▸ **GOAL OF THE EXERCISE**
Count the lines in the records below that contain the word "bars", and give only that number.

▸ **PROVIDED RECORDS**
##########
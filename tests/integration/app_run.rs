//! Whole runs through `app::run`, from configuration to exit status

use assert_matches::assert_matches;
use pretty_assertions::assert_eq;
use std::collections::HashMap;
use wiremock::MockServer;

use crate::common::api_mock::{chart_json, mount_chart, not_found_json, ymd, Bar};
use crate::common::logging::{init_test_logging, log_test_step};
use crate::common::test_data::env_for;
use stocks_to_sheet::app::{self, exit_status, RunOptions};
use stocks_to_sheet::models::{Config, ConfigError};

fn bars() -> Vec<Bar> {
    vec![
        (ymd(2025, 9, 26), 100.0, 110.0, 95.0, 100.0, 1_000),
        (ymd(2025, 9, 29), 101.0, 112.0, 99.0, 110.0, 2_000),
    ]
}

/// Chart data for AAA and the reference index; BAD is unknown
async fn mock_provider(server: &MockServer) {
    mount_chart(server, "AAA", 200, chart_json("AAA", "AAA Holdings", 99.0, &bars())).await;
    mount_chart(server, "BAD", 404, not_found_json()).await;
    mount_chart(server, r"(\^|%5E)KS11", 200, chart_json("^KS11", "KOSPI", 99.0, &bars())).await;
}

fn options(dry_run: bool) -> RunOptions {
    RunOptions {
        run_date: Some(ymd(2025, 9, 29)),
        dry_run,
    }
}

/// Quote-provider settings only, as a dry run would have
fn dry_run_env(server_uri: &str, tickers: &str) -> HashMap<String, String> {
    let mut vars = env_for(server_uri);
    vars.remove("GOOGLE_SERVICE_ACCOUNT_JSON");
    vars.remove("SPREADSHEET_ID");
    vars.insert("TICKERS".to_string(), tickers.to_string());
    vars
}

#[tokio::test]
async fn test_missing_setting_fails_before_any_request() {
    init_test_logging();
    log_test_step("Run with required settings removed");

    let server = MockServer::start().await;
    mock_provider(&server).await;

    for required in ["SPREADSHEET_ID", "GOOGLE_SERVICE_ACCOUNT_JSON"] {
        let mut vars = env_for(&server.uri());
        vars.insert("TICKERS".to_string(), "AAA".to_string());
        vars.remove(required);

        let outcome = app::run(
            |destination| Config::from_lookup_for(|key| vars.get(key).cloned(), destination),
            &options(false),
            Vec::new(),
        )
        .await;

        assert_eq!(exit_status(&outcome), 1);
        let err = outcome.unwrap_err();
        assert_matches!(
            err.downcast_ref::<ConfigError>(),
            Some(ConfigError::Missing(name)) if *name == required
        );
    }

    let requests = server.received_requests().await.unwrap_or_default();
    assert!(requests.is_empty(), "got {} requests", requests.len());
}

#[tokio::test]
async fn test_dry_run_writes_csv_without_spreadsheet_settings() {
    init_test_logging();
    log_test_step("Dry run with only quote settings");

    let server = MockServer::start().await;
    mock_provider(&server).await;

    let vars = dry_run_env(&server.uri(), "AAA");
    let mut out = Vec::new();
    let outcome = app::run(
        |destination| Config::from_lookup_for(|key| vars.get(key).cloned(), destination),
        &options(true),
        &mut out,
    )
    .await;

    assert_eq!(exit_status(&outcome), 0);
    assert_eq!(outcome.unwrap().appended, 1);

    let csv = String::from_utf8(out).unwrap();
    let lines: Vec<&str> = csv.lines().collect();
    assert_eq!(lines.len(), 2);
    assert!(lines[0].starts_with("Worksheet,Date,Code,Name"));
    assert!(lines[1].starts_with("Daily,2025-09-29,AAA,AAA Holdings,"));

    let requests = server.received_requests().await.unwrap_or_default();
    assert!(requests
        .iter()
        .all(|r| r.url.path().starts_with("/v8/finance/chart/")));
}

#[tokio::test]
async fn test_failed_ticker_gives_failing_exit_status() {
    let server = MockServer::start().await;
    mock_provider(&server).await;

    let vars = dry_run_env(&server.uri(), "AAA,BAD");
    let mut out = Vec::new();
    let outcome = app::run(
        |destination| Config::from_lookup_for(|key| vars.get(key).cloned(), destination),
        &options(true),
        &mut out,
    )
    .await;

    assert_eq!(exit_status(&outcome), 1);
    let summary = outcome.unwrap();
    assert_eq!(summary.appended, 1);
    assert_eq!(summary.failed.len(), 1);
    assert_eq!(summary.failed[0].0, "BAD");

    // The good ticker's row still went out
    let csv = String::from_utf8(out).unwrap();
    assert!(csv.contains("Daily,2025-09-29,AAA,"));
}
##########
▸ **WRITTEN REPLY**
3